Pick each line containing "matches" out of the records.
[[ Entries shown, beginning ]]
#[cfg(test)]
mod tests {
    use super::*;

    #[test]
    fn test_defaults() {
        let config = SessionConfig::default();
        assert_eq!(config.host, "127.0.0.1");
        assert_eq!(config.port, 9091);
        assert_eq!(config.frame_skip, 1);
        assert_eq!(config.max_cte, 8.0);
        assert_eq!(config.start_delay, Duration::from_secs(5));
        assert_eq!(config.camera.resolution.shape(), [120, 160, 3]);
        assert!(config.lidar.is_none());
        assert!(config.validate().is_ok());
    }

    #[test]
    fn test_partial_json_takes_defaults() {
        let config = SessionConfig::from_json_str(
            r#"{"level": "donkey-warehouse-v0", "port": 9000, "start_delay": 1.5,
                "camera": {"resolution": [64, 80, 1]}, "lidar": {"num_sweeps_levels": 2}}"#,
        )
        .unwrap();

        assert_eq!(config.scene_name(), "warehouse");
        assert_eq!(config.port, 9000);
        assert_eq!(config.start_delay, Duration::from_millis(1500));
        assert_eq!(config.camera.resolution, Resolution::new(64, 80, 1));
        assert_eq!(config.host, "127.0.0.1");
        let lidar = config.lidar.unwrap();
        assert_eq!(lidar.num_sweeps_levels, 2);
        assert_eq!(lidar.deg_per_sweep_inc, 2.0);
        assert_eq!(lidar.total_points(), 360);
    }

    #[test]
    fn test_throttle_order_rejected() {
        let config = SessionConfig {
            throttle_min: 0.8,
            throttle_max: 0.2,
            ..Default::default()
        };
        let err = config.validate().unwrap_err();
        assert!(err.to_string().contains("throttle_min"));
    }

    #[test]
    fn test_non_positive_steer_rejected() {
        let config = SessionConfig {
            steer_limit: 0.0,
            ..Default::default()
        };
        assert!(matches!(config.validate(), Err(DonkeyError::InvalidConfig(_))));
    }

    #[test]
    fn test_non_finite_rejected() {
        let config = SessionConfig {
            max_cte: f64::NAN,
            ..Default::default()
        };
        assert!(config.validate().is_err());

        let json = r#"{"throttle_min": 0.5, "throttle_max": 0.1}"#;
        assert!(SessionConfig::from_json_str(json).is_err());
    }

    #[test]
    fn test_negative_duration_rejected() {
        assert!(SessionConfig::from_json_str(r#"{"start_delay": -1.0}"#).is_err());
    }

    #[test]
    fn test_bad_camera_rejected() {
        let mut config = SessionConfig::default();
        config.camera.resolution = Resolution::new(120, 160, 4);
        assert!(config.validate().is_err());
    }

    #[test]
    fn test_oversized_lidar_grid_rejected() {
        let mut config = SessionConfig {
            lidar: Some(LidarConfig::default()),
            ..Default::default()
        };
        assert!(config.validate().is_ok());

        if let Some(lidar) = config.lidar.as_mut() {
            lidar.deg_per_sweep_inc = 1e-9;
        }
        assert!(config.validate().is_err());

        config.lidar = Some(LidarConfig {
            deg_per_sweep_inc: 0.5,
            num_sweeps_levels: 1000,
            ..Default::default()
        });
        assert!(config.validate().is_err());
    }

    #[test]
    fn test_launch_path() {
        let mut config = SessionConfig::default();
        assert!(config.launch_path().is_none());

        config.exe_path = Some(REMOTE_EXE.to_string());
        assert!(config.launch_path().is_none());

        config.exe_path = Some("/opt/donkey/donkey_sim.x86_64".to_string());
        assert_eq!(
            config.launch_path(),
            Some(PathBuf::from("/opt/donkey/donkey_sim.x86_64"))
        );
    }

    #[test]
    fn test_for_level() {
        let config = SessionConfig::for_level("donkey-mountain-track-v0");
        assert_eq!(config.level, "mountain_track");
        assert_eq!(config.bounds().high(), [1.0, 1.0]);
    }

    #[test]
    fn test_resolution_serializes_as_array() {
        let json = serde_json::to_string(&Resolution::new(1, 2, 3)).unwrap();
        assert_eq!(json, "[1,2,3]");
    }
}
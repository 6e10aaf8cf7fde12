//! Observation types

use serde::{Deserialize, Serialize};

use crate::config::Resolution;
use crate::telemetry::{Image, Info};

/// Camera image handed to the agent
pub type Observation = Image;

/// Result of one agent-visible step
#[derive(Debug, Clone)]
pub struct StepResult {
    /// Camera image from the final simulator frame of the step
    pub observation: Observation,

    /// Scalar reward signal
    pub reward: f64,

    /// Episode terminated (crash, off track, lap or time budget)
    pub terminated: bool,

    /// Episode truncated by the caller's time limit
    pub truncated: bool,

    /// Decoded telemetry fields
    pub info: Info,
}

/// Description of the image observation space
#[derive(Debug, Clone, Copy, PartialEq, Eq, Serialize, Deserialize)]
pub struct ObservationSpace {
    /// `[height, width, channels]`
    pub shape: [usize; 3],
    /// Lowest pixel value
    pub low: u8,
    /// Highest pixel value
    pub high: u8,
}

impl ObservationSpace {
    pub fn for_resolution(resolution: Resolution) -> Self {
        Self {
            shape: resolution.shape(),
            low: 0,
            high: u8::MAX,
        }
    }

    pub fn contains(&self, observation: &Observation) -> bool {
        observation.shape() == self.shape
            && observation.data.len() == self.shape.iter().product::<usize>()
    }
}
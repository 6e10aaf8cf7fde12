//! Error types for donkey-rl

use std::time::Duration;
use thiserror::Error;

/// Result type for donkey-rl operations
pub type Result<T> = std::result::Result<T, DonkeyError>;

/// donkey-rl error types
#[derive(Debug, Error)]
pub enum DonkeyError {
    /// Simulator executable missing or could not be spawned
    #[error("Failed to launch simulator {path}: {reason}")]
    ProcessLaunchFailure { path: String, reason: String },

    /// Socket connect/handshake failure
    #[error("Connection error: {0}")]
    ConnectionError(String),

    /// Scene-loaded signal never arrived
    #[error("Scene did not load within {0:?}")]
    LoadTimeout(Duration),

    /// Socket failed mid-session
    #[error("Connection lost: {0}")]
    ConnectionLost(String),

    /// Undecodable telemetry message
    #[error("Malformed frame: {0}")]
    MalformedFrame(String),

    /// Configuration rejected by validation
    #[error("Invalid config: {0}")]
    InvalidConfig(String),

    /// Operation called in the wrong session state
    #[error("Session not ready: {0}")]
    NotReady(String),

    /// Simulator stopped producing telemetry
    #[error("No telemetry received for {0:?}")]
    TelemetryStalled(Duration),

    /// Session was closed
    #[error("Session closed")]
    SessionClosed,

    /// Serialization error
    #[error("Serialization error: {0}")]
    SerializationError(String),

    /// I/O error
    #[error("I/O error: {0}")]
    Io(#[from] std::io::Error),
}

impl DonkeyError {
    /// Whether this error ends the session.
    ///
    /// Frame-level decode failures are absorbed by the receive loop and
    /// config/precondition errors leave the session untouched.
    pub fn is_fatal(&self) -> bool {
        matches!(
            self,
            DonkeyError::ProcessLaunchFailure { .. }
                | DonkeyError::ConnectionError(_)
                | DonkeyError::LoadTimeout(_)
                | DonkeyError::ConnectionLost(_)
                | DonkeyError::TelemetryStalled(_)
                | DonkeyError::Io(_)
        )
    }
}

impl From<serde_json::Error> for DonkeyError {
    fn from(err: serde_json::Error) -> Self {
        DonkeyError::SerializationError(err.to_string())
    }
}
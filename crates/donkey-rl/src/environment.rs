//! Agent-facing environment trait

use donkey_rl_core::{Action, ActionSpace, Info, Observation, ObservationSpace, Result, StepResult};

/// How `render` should present the current frame
#[derive(Debug, Clone, Copy, PartialEq, Eq, Default)]
pub enum RenderMode {
    /// Return the camera image
    #[default]
    RgbArray,
    /// The simulator window is the display; nothing is returned
    Human,
}

/// Standard reinforcement-learning call surface
///
/// Calls are synchronous and never reentrant; one agent drives one
/// environment.
pub trait Environment {
    /// Start a new episode. `seed` is recorded only.
    fn reset(&mut self, seed: Option<u64>) -> Result<(Observation, Info)>;

    /// Apply an action and advance the simulation
    fn step(&mut self, action: Action) -> Result<StepResult>;

    /// Current camera frame, if the mode returns one
    fn render(&mut self, mode: RenderMode) -> Option<Observation>;

    /// Release the session. Idempotent.
    fn close(&mut self) -> Result<()>;

    fn action_space(&self) -> ActionSpace;

    fn observation_space(&self) -> ObservationSpace;
}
[[ Entries shown, end ]]
_Exercise result_:
        assert!(matches!(config.validate(), Err(DonkeyError::InvalidConfig(_))));
        matches!(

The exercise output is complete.